### Problem details
A faithful, word-for-word transcription of all the data is what is needed.
===== Records =====
// SPDX-License-Identifier: MPL-2.0
use std::fmt;

#[derive(Debug, Clone)]
pub enum Error {
    Io(String),
    Config(String),
    Notifier(String),
    Slider(SliderError),
}

/// Configuration errors raised before any rendering or interaction is
/// attempted. The slider refuses to build geometry from an invalid setup
/// instead of rendering undefined positions.
#[derive(Debug, Clone, PartialEq)]
pub enum SliderError {
    /// The supplied tariff list contains no entries.
    EmptyTariffList,

    /// Two tariffs in the list share the same identifier.
    DuplicateTariffId(String),

    /// The track was sized with a zero or negative length.
    NonPositiveTrackLength(f32),
}

impl fmt::Display for SliderError {
    fn fmt(&self, f: &mut fmt::Formatter<'_>) -> fmt::Result {
        match self {
            SliderError::EmptyTariffList => write!(f, "Tariff list is empty"),
            SliderError::DuplicateTariffId(id) => {
                write!(f, "Duplicate tariff id: {id}")
            }
            SliderError::NonPositiveTrackLength(length) => {
                write!(f, "Track length must be positive, got {length}")
            }
        }
    }
}

impl fmt::Display for Error {
    fn fmt(&self, f: &mut fmt::Formatter<'_>) -> fmt::Result {
        match self {
            Error::Io(e) => write!(f, "I/O Error: {}", e),
            Error::Config(e) => write!(f, "Config Error: {}", e),
            Error::Notifier(e) => write!(f, "Notifier Error: {}", e),
            Error::Slider(e) => write!(f, "Slider Error: {}", e),
        }
    }
}

impl From<SliderError> for Error {
    fn from(err: SliderError) -> Self {
        Error::Slider(err)
    }
}

impl From<std::io::Error> for Error {
    fn from(err: std::io::Error) -> Self {
        Error::Io(err.to_string())
    }
}

impl From<toml::de::Error> for Error {
    fn from(err: toml::de::Error) -> Self {
        Error::Config(err.to_string())
    }
}

impl From<toml::ser::Error> for Error {
    fn from(err: toml::ser::Error) -> Self {
        Error::Config(err.to_string())
    }
}

pub type Result<T> = std::result::Result<T, Error>;

#[cfg(test)]
mod tests {
    use super::*;

    #[test]
    fn display_formats_io_error() {
        let err = Error::Io("disk failure".to_string());
        assert_eq!(format!("{}", err), "I/O Error: disk failure");
    }

    #[test]
    fn from_io_error_produces_io_variant() {
        let io_error = std::io::Error::other("boom");
        let err: Error = io_error.into();
        match err {
            Error::Io(message) => assert!(message.contains("boom")),
            _ => panic!("expected Io variant"),
        }
    }

    #[test]
    fn config_error_formats_properly() {
        let err = Error::Config("bad field".into());
        assert_eq!(format!("{}", err), "Config Error: bad field");
    }

    #[test]
    fn slider_error_converts_to_error() {
        let err: Error = SliderError::EmptyTariffList.into();
        assert!(matches!(err, Error::Slider(SliderError::EmptyTariffList)));
    }

    #[test]
    fn slider_error_display() {
        assert_eq!(
            format!("{}", SliderError::EmptyTariffList),
            "Tariff list is empty"
        );
        assert!(
            format!("{}", SliderError::DuplicateTariffId("2".into())).contains("2")
        );
        assert!(
            format!("{}", SliderError::NonPositiveTrackLength(-3.0)).contains("-3")
        );
    }

    #[test]
    fn notifier_error_formats_properly() {
        let err = Error::Notifier("connection refused".into());
        assert_eq!(format!("{}", err), "Notifier Error: connection refused");
    }
}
=====
### Exercise solution
// SPDX-License-Identifier: MPL-2.0
use std::fmt;

#[derive(Debug, Clone)]
pub enum Error {
    Io(String),
    Config(String),
    Notifier(String),
    Slider(SliderError),
}

/// Configuration errors raised before any rendering or interaction is
/// attempted. The slider refuses to build geometry from an invalid setup
/// instead of rendering undefined positions.
#[derive(Debug, Clone, PartialEq)]
pub enum SliderError {
    /// The supplied tariff list contains no entries.
    EmptyTariffList,

    /// Two tariffs in the list share the same identifier.
    DuplicateTariffId(String),

    /// The track was sized with a zero or negative length.
    NonPositiveTrackLength(f32),
}

impl fmt::Display for SliderError {
    fn fmt(&self, f: &mut fmt::Formatter<'_>) -> fmt::Result {
        match self {
            SliderError::EmptyTariffList => write!(f, "Tariff list is empty"),
            SliderError::DuplicateTariffId(id) => {
                write!(f, "Duplicate tariff id: {id}")
            }
            SliderError::NonPositiveTrackLength(length) => {
                write!(f, "Track length must be positive, got {length}")
            }
        }
    }
}

impl fmt::Display for Error {
    fn fmt(&self, f: &mut fmt::Formatter<'_>) -> fmt::Result {
        match self {
            Error::Io(e) => write!(f, "I/O Error: {}", e),
            Error::Config(e) => write!(f, "Config Error: {}", e),
            Error::Notifier(e) => write!(f, "Notifier Error: {}", e),
            Error::Slider(e) => write!(f, "Slider Error: {}", e),
        }
    }
}

impl From<SliderError> for Error {
    fn from(err: SliderError) -> Self {
        Error::Slider(err)
    }
}

impl From<std::io::Error> for Error {
    fn from(err: std::io::Error) -> Self {
        Error::Io(err.to_string())
    }
}

impl From<toml::de::Error> for Error {
    fn from(err: toml::de::Error) -> Self {
        Error::Config(err.to_string())
    }
}

impl From<toml::ser::Error> for Error {
    fn from(err: toml::ser::Error) -> Self {
        Error::Config(err.to_string())
    }
}

pub type Result<T> = std::result::Result<T, Error>;

#[cfg(test)]
mod tests {
    use super::*;

    #[test]
    fn display_formats_io_error() {
        let err = Error::Io("disk failure".to_string());
        assert_eq!(format!("{}", err), "I/O Error: disk failure");
    }

    #[test]
    fn from_io_error_produces_io_variant() {
        let io_error = std::io::Error::other("boom");
        let err: Error = io_error.into();
        match err {
            Error::Io(message) => assert!(message.contains("boom")),
            _ => panic!("expected Io variant"),
        }
    }

    #[test]
    fn config_error_formats_properly() {
        let err = Error::Config("bad field".into());
        assert_eq!(format!("{}", err), "Config Error: bad field");
    }

    #[test]
    fn slider_error_converts_to_error() {
        let err: Error = SliderError::EmptyTariffList.into();
        assert!(matches!(err, Error::Slider(SliderError::EmptyTariffList)));
    }

    #[test]
    fn slider_error_display() {
        assert_eq!(
            format!("{}", SliderError::EmptyTariffList),
            "Tariff list is empty"
        );
        assert!(
            format!("{}", SliderError::DuplicateTariffId("2".into())).contains("2")
        );
        assert!(
            format!("{}", SliderError::NonPositiveTrackLength(-3.0)).contains("-3")
        );
    }

    #[test]
    fn notifier_error_formats_properly() {
        let err = Error::Notifier("connection refused".into());
        assert_eq!(format!("{}", err), "Notifier Error: connection refused");
    }
}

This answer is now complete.